Phyllis Esposito: Interdimensional Private-Eye #236

Henricks opened the interdimensional trash-chute and I got busy sending those microscopic monsters into oblivion. It was a good thing that I’d seen first-hand how dangerous they could be, because as I sent them down the cosmic storm-drain, all I thought about was cool stuff I could do if I kept them.

Rebuild the damaged parts of my city? Heal the sick? Give everybody in the world their own personal food replicator? Hell, why stop at world-singular? I could take these things on the road!

And the only downside was the not-insignificant risk that I would lose control of them and end all life as we know it.

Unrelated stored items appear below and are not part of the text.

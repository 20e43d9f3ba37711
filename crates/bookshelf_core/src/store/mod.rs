//! Persistence boundary for the catalog.
//!
//! # Responsibility
//! - Define the `CatalogStore` contract used by the unit of work.
//! - Describe one commit as an ordered `ChangeSet` of row writes and deletes.
//!
//! # Invariants
//! - `apply` is all-or-nothing: on error the store is unchanged.
//! - Writes are ordered so every referenced row exists before it is needed;
//!   link rows (book genres/editors, follow edges) are written after all
//!   entity rows.
//! - Deletes are ordered children first.
//!
//! # See also
//! - `crate::uow` for how change sets are planned.

mod memory;
mod rows;
mod sqlite;

pub use memory::MemoryCatalogStore;
pub use rows::{Row, RowRef};
pub use sqlite::SqliteCatalogStore;

pub(crate) use rows::snapshot_row;

use crate::db::DbError;
use crate::graph::EntityGraph;
use crate::model::{AnyKey, EntityId, EntityKind};
use rusqlite::ErrorCode;
use std::collections::BTreeMap;
use thiserror::Error;

pub type StoreResult<T> = Result<T, StoreError>;

#[derive(Debug, Error)]
pub enum StoreError {
    #[error(transparent)]
    Db(#[from] DbError),
    #[error("unique constraint failed on {entity}.{field}")]
    UniqueViolation {
        entity: EntityKind,
        field: String,
        value: String,
    },
    #[error("foreign key constraint failed: {0}")]
    ForeignKeyViolation(String),
    #[error("check constraint failed: {0}")]
    CheckViolation(String),
    #[error("{entity} row {id} does not exist")]
    MissingRow { entity: EntityKind, id: EntityId },
    #[error("pending {0:?} was referenced before it was written")]
    UnresolvedReference(AnyKey),
    #[error("invalid persisted data: {0}")]
    InvalidData(String),
}

impl From<rusqlite::Error> for StoreError {
    fn from(value: rusqlite::Error) -> Self {
        let rusqlite::Error::SqliteFailure(failure, message) = &value else {
            return Self::Db(DbError::Sqlite(value));
        };
        if failure.code != ErrorCode::ConstraintViolation {
            return Self::Db(DbError::Sqlite(value));
        }
        let detail = message.clone().unwrap_or_default();
        let extended_code = failure.extended_code;
        match extended_code {
            rusqlite::ffi::SQLITE_CONSTRAINT_UNIQUE | rusqlite::ffi::SQLITE_CONSTRAINT_PRIMARYKEY => {
                match parse_unique_target(&detail) {
                    Some((entity, field)) => Self::UniqueViolation {
                        entity,
                        field,
                        value: String::new(),
                    },
                    None => Self::Db(DbError::Sqlite(value)),
                }
            }
            rusqlite::ffi::SQLITE_CONSTRAINT_FOREIGNKEY => Self::ForeignKeyViolation(detail),
            rusqlite::ffi::SQLITE_CONSTRAINT_CHECK => Self::CheckViolation(detail),
            _ => Self::Db(DbError::Sqlite(value)),
        }
    }
}

/// Parses `UNIQUE constraint failed: book.isbn` into `(Book, "isbn")`.
fn parse_unique_target(message: &str) -> Option<(EntityKind, String)> {
    let target = message.rsplit(": ").next()?;
    let first = target.split(", ").next()?;
    let (table, column) = first.split_once('.')?;
    let entity = EntityKind::ALL
        .into_iter()
        .find(|kind| table_name(*kind) == table)?;
    Some((entity, column.to_string()))
}

/// SQL table backing each entity kind.
pub(crate) fn table_name(kind: EntityKind) -> &'static str {
    match kind {
        EntityKind::User => "app_user",
        other => other.as_str(),
    }
}

/// Insert or update of one entity row.
#[derive(Debug, Clone, PartialEq)]
pub struct RowWrite {
    /// `Pending` inserts a new row, `Id` updates an existing one.
    pub target: RowRef,
    pub row: Row,
}

/// Everything one commit writes, in application order.
#[derive(Debug, Clone, Default, PartialEq)]
pub struct ChangeSet {
    pub deletes: Vec<(EntityKind, EntityId)>,
    pub writes: Vec<RowWrite>,
}

impl ChangeSet {
    pub fn is_empty(&self) -> bool {
        self.deletes.is_empty() && self.writes.is_empty()
    }

    pub fn insert_count(&self) -> usize {
        self.writes
            .iter()
            .filter(|write| matches!(write.target, RowRef::Pending(_)))
            .count()
    }

    pub fn update_count(&self) -> usize {
        self.writes.len() - self.insert_count()
    }
}

/// Ids handed out by the store for newly inserted rows.
#[derive(Debug, Clone, Default, PartialEq, Eq)]
pub struct AssignedIds {
    ids: BTreeMap<AnyKey, EntityId>,
}

impl AssignedIds {
    pub fn insert(&mut self, key: AnyKey, id: EntityId) {
        self.ids.insert(key, id);
    }

    pub fn get(&self, key: AnyKey) -> Option<EntityId> {
        self.ids.get(&key).copied()
    }

    pub fn iter(&self) -> impl Iterator<Item = (AnyKey, EntityId)> + '_ {
        self.ids.iter().map(|(key, id)| (*key, *id))
    }

    pub fn len(&self) -> usize {
        self.ids.len()
    }

    pub fn is_empty(&self) -> bool {
        self.ids.is_empty()
    }
}

/// Storage backend for the catalog graph.
pub trait CatalogStore {
    /// Reads the whole persisted graph with ids assigned and no pending changes.
    fn load(&self) -> StoreResult<EntityGraph>;

    /// Applies one change set atomically.
    fn apply(&mut self, changes: &ChangeSet) -> StoreResult<AssignedIds>;
}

Just like when Faux-lurian had pulled all of the nanobots out of my home city, ridding this slice of them was a time-consuming process. But as I sifted through the ruins, the nanobots served up one last surprise.

Even when I’d had trillions of electronic eyes all over the city, I’d avoided looking too close at the ruins of my old high-rise. The last time I’d been there, the building had still been standing.

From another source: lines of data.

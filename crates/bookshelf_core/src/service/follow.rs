//! Follow and unfollow between users.

use crate::api::UserProfile;
use crate::error::{CatalogError, CatalogResult, IntegrityViolation};
use crate::model::{EntityId, EntityKind, User};
use crate::store::CatalogStore;
use crate::uow::UnitOfWork;
use log::{info, warn};

pub struct FollowService<S: CatalogStore> {
    store: S,
}

impl<S: CatalogStore> FollowService<S> {
    pub fn new(store: S) -> Self {
        Self { store }
    }

    pub fn store(&self) -> &S {
        &self.store
    }

    pub fn into_store(self) -> S {
        self.store
    }

    /// Makes `follower` follow `followed`. Returns `false` when the edge
    /// already existed.
    ///
    /// # Errors
    /// - `NotFound` when either user is missing.
    /// - `Integrity(SelfFollow)` when both ids are the same user.
    pub fn follow(&mut self, follower: EntityId, followed: EntityId) -> CatalogResult<bool> {
        let mut uow = UnitOfWork::begin(&self.store)?;
        let follower_key = uow.require::<User>(follower)?;
        let followed_key = uow.require::<User>(followed)?;
        if follower_key == followed_key {
            warn!(
                "event=user_follow module=service status=rejected error_code=integrity user_id={follower}"
            );
            return Err(IntegrityViolation::SelfFollow {
                user: Some(follower),
            }
            .into());
        }

        let changed = uow.graph_mut().follow(follower_key, followed_key);
        if changed {
            uow.commit(&mut self.store)?;
        }
        info!(
            "event=user_follow module=service status=ok follower_id={follower} followed_id={followed} changed={changed}"
        );
        Ok(changed)
    }

    /// Removes the edge. Returns `false` when it did not exist.
    pub fn unfollow(&mut self, follower: EntityId, followed: EntityId) -> CatalogResult<bool> {
        let mut uow = UnitOfWork::begin(&self.store)?;
        let follower_key = uow.require::<User>(follower)?;
        let followed_key = uow.require::<User>(followed)?;

        let changed = uow.graph_mut().unfollow(follower_key, followed_key);
        if changed {
            uow.commit(&mut self.store)?;
        }
        info!(
            "event=user_unfollow module=service status=ok follower_id={follower} followed_id={followed} changed={changed}"
        );
        Ok(changed)
    }

    pub fn profile(&self, user: EntityId) -> CatalogResult<UserProfile> {
        let graph = self.store.load()?;
        graph
            .find::<User>(user)
            .and_then(|key| UserProfile::from_graph(&graph, key))
            .ok_or_else(|| CatalogError::not_found(EntityKind::User, user))
    }
}
//! Comment entity.

use super::validation::require_text;
use super::{Entity, EntityKind, Key, Review, ValidationError};
use crate::graph::{Arena, EntityGraph};
use chrono::{DateTime, Utc};

#[derive(Debug, Clone)]
pub struct Comment {
    content: String,
    created_at: DateTime<Utc>,
    pub(crate) review: Option<Key<Review>>,
}

impl Comment {
    /// Creates a comment stamped with the current time.
    pub fn new(content: impl Into<String>) -> Self {
        Self::with_created_at(content, Utc::now())
    }

    pub fn with_created_at(content: impl Into<String>, created_at: DateTime<Utc>) -> Self {
        Self {
            content: content.into(),
            created_at,
            review: None,
        }
    }

    pub fn content(&self) -> &str {
        &self.content
    }

    pub fn created_at(&self) -> DateTime<Utc> {
        self.created_at
    }

    pub fn review(&self) -> Option<Key<Review>> {
        self.review
    }

    pub fn set_content(&mut self, value: impl Into<String>) {
        self.content = value.into();
    }
}

impl Entity for Comment {
    const KIND: EntityKind = EntityKind::Comment;

    fn validate(&self) -> Result<(), ValidationError> {
        require_text(Self::KIND, "content", &self.content)
    }

    fn label(&self) -> String {
        self.content.chars().take(40).collect()
    }

    fn arena(graph: &EntityGraph) -> &Arena<Self> {
        &graph.comments
    }

    fn arena_mut(graph: &mut EntityGraph) -> &mut Arena<Self> {
        &mut graph.comments
    }
}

And a friend had been in it.

So I steeled myself with the idea that I would give him a proper resting place, but then I couldn’t find a body, or remains of any kind.

I queried the nanobots, verifying that they had not just consumed him. They had not, and they could not find a trace of him anywhere in the city. I was just about to ask Henricks and Fox for help when I found something.

Or rather, I found nothing.

There was a spot in the rubble where the nanobots couldn’t sense anything. I don’t mean that they sensed a space, I mean that they sensed nothing. It was a bit like discovering a secret room by realizing that another room was smaller than it should be.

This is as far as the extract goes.